Average closing costs range from $2,500 - $5,000. If you want a more accurate number, most lenders will be able to give you an idea of your closing costs if you simply give them the address of the property you're interested in.

A common misconception about mortgage closing costs is that they all go to the lender, when in reality, many costs are related to services performed by others. Mortgage closing costs cover expenses associated with getting a home loan, such as appraisals, title fees, pro-rated taxes and insurance as well as any Home Owner's Association (HOA) fees. Let's break those down in a little more detail: 


A title company makes sure that the title to a piece of real estate is legitimate and then issues title insurance for that property. Title insurance protects the lender and/or owner against lawsuits or claims against the property that result from disputes over the title.

Title companies also often maintain escrow accounts — these contain the funds needed to close on the home — to ensure that this money is used only for settlement and closing costs, and may conduct the formal closing on the home. At the closing, a settlement agent from the title company will bring all the necessary documentation, explain it to the parties, collect closing costs and distribute monies. Finally, the title company will ensure that the new titles, deeds and other documents are filed with the appropriate entities.


In most cases, but not all, buyers are charged for prorations. Charges show up as a debit on the buyer's closing statement and as a credit on the seller's closing statement. These can include yearly taxes, interest and HOA dues, if applicable.

The credits reimburse the seller for items the seller has prepaid for the time period the seller will not own the property. So, if you close on a home February 1st and the seller has already paid their HOA dues for that year, you'll reimburse them for the 11 months they paid for, but will not be using since they've sold the property to you.


Here are a few more items you may see on your final Closing Disclosure that outlines all of the costs associated with your loan:

Origination Fee: Fee charged by the lender as compensation for providing services associated with preparing and servicing your loan.

Private Mortgage Insurance (PMI) Premium / Mortgage Insurance Protection (MIP) Premium: Insures the lender against loss in the event of defaults by borrower. These fees are often required if the borrower puts down less than 20% for their down payment.

Recording Fee / Filing Fee: Fees for recording documents in public records.

Settlement / Escrow Fee: Fee paid for settlement service provider to conduct the loan settlement and/or real estate closing transaction.

Credit Report: This fee goes to the credit reporting agencies like Experian, TransUnion or Equifax.

Home Owner's Insurance: Homeowners insurance is required to cover possible damages to your home.
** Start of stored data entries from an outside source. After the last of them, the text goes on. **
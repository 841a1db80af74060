//! Single-pointer drag state machine.
//!
//! Transitions take the current [`DragState`] by value and return the next
//! one, so there is never more than one drag session alive. The body named
//! by [`DragState::Dragging`] is the only body with `is_dragged` set.

use crate::{
    body::Body,
    config::Config,
    types::{BodyId, Bounds},
};
use glam::Vec2;
use tracing::debug;

#[derive(Clone, Copy, Debug, Default, PartialEq)]
pub enum DragState {
    #[default]
    Idle,
    Dragging {
        id: BodyId,
        /// Pointer position minus body top-left at grab time.
        offset: Vec2,
        /// Pointer position at the previous move, for velocity estimation.
        last: Vec2,
    },
}

/// Result of a pointer-down.
#[derive(Clone, Copy, Debug, PartialEq, Eq)]
pub enum PointerDown {
    /// A body was hit and is now being dragged.
    Grabbed(BodyId),
    /// Nothing was hit; the caller should release the session.
    Missed,
}

/// Returns the topmost body under `p`.
///
/// Bodies are tested from last to first so later bodies win, matching the
/// draw order.
pub fn hit_test(bodies: &[Body], p: Vec2) -> Option<BodyId> {
    bodies.iter().rev().find(|b| b.contains(p)).map(|b| b.id)
}

impl DragState {
    pub fn dragged_id(&self) -> Option<BodyId> {
        match *self {
            DragState::Idle => None,
            DragState::Dragging { id, .. } => Some(id),
        }
    }

    pub fn is_dragging(&self) -> bool {
        self.dragged_id().is_some()
    }

    /// Starts a drag on the topmost body under `p`.
    ///
    /// On a hit the body is marked dragged and its velocity zeroed. If a
    /// different body was already being dragged it is let go first, so the
    /// new grab wins. On a miss the current state is kept unchanged.
    pub fn pointer_down(self, bodies: &mut [Body], p: Vec2) -> (Self, PointerDown) {
        let Some(id) = hit_test(bodies, p) else {
            return (self, PointerDown::Missed);
        };

        if let Some(prev) = self.dragged_id()
            && prev != id
            && let Some(b) = bodies.get_mut(prev)
        {
            b.is_dragged = false;
        }

        let b = &mut bodies[id];
        b.is_dragged = true;
        b.vel = Vec2::ZERO;
        let offset = p - b.pos;
        debug!(id, x = p.x, y = p.y, "grab");

        (
            DragState::Dragging {
                id,
                offset,
                last: p,
            },
            PointerDown::Grabbed(id),
        )
    }

    /// Moves the dragged body to follow the pointer.
    ///
    /// The new top-left is `p - offset`, clamped so the body stays inside
    /// the container on both axes. Velocity becomes the pointer delta since
    /// the last move times `drag_velocity_scale`. Does nothing when idle or
    /// when the dragged id no longer names a body.
    pub fn pointer_move(self, bodies: &mut [Body], p: Vec2, bounds: Bounds, cfg: &Config) -> Self {
        let DragState::Dragging { id, offset, last } = self else {
            return self;
        };
        let Some(b) = bodies.get_mut(id) else {
            return self;
        };

        let target = p - offset;
        // min then max: a body larger than the container pins to 0.
        b.pos.x = target.x.min(bounds.width - b.size.x).max(0.0);
        b.pos.y = target.y.min(bounds.height - b.size.y).max(0.0);
        b.vel = (p - last) * cfg.drag_velocity_scale;

        DragState::Dragging {
            id,
            offset,
            last: p,
        }
    }

    /// Ends the drag, handing the body back to the physics.
    ///
    /// The body keeps the velocity computed by the last move. Returns `true`
    /// if a drag was actually ended.
    pub fn pointer_up(self, bodies: &mut [Body]) -> (Self, bool) {
        let Some(id) = self.dragged_id() else {
            return (self, false);
        };
        if let Some(b) = bodies.get_mut(id) {
            b.is_dragged = false;
            debug!(id, vx = b.vel.x, vy = b.vel.y, "drop");
        }
        (DragState::Idle, true)
    }
}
In the event of a fire or other damage, homeowners will receive this insurance to cover the costs of rebuilding. Your first year’s insurance is often paid at closing.


I get it, coming up with a downpayment AND enough for closing costs out-of-pocket can be daunting. In fact, these expenses alone cause many to put off buying a home. However, if you have money for a down payment, don’t let closing expenses crush your dreams – instead, we can work out a deal with the seller to pay for your closing costs.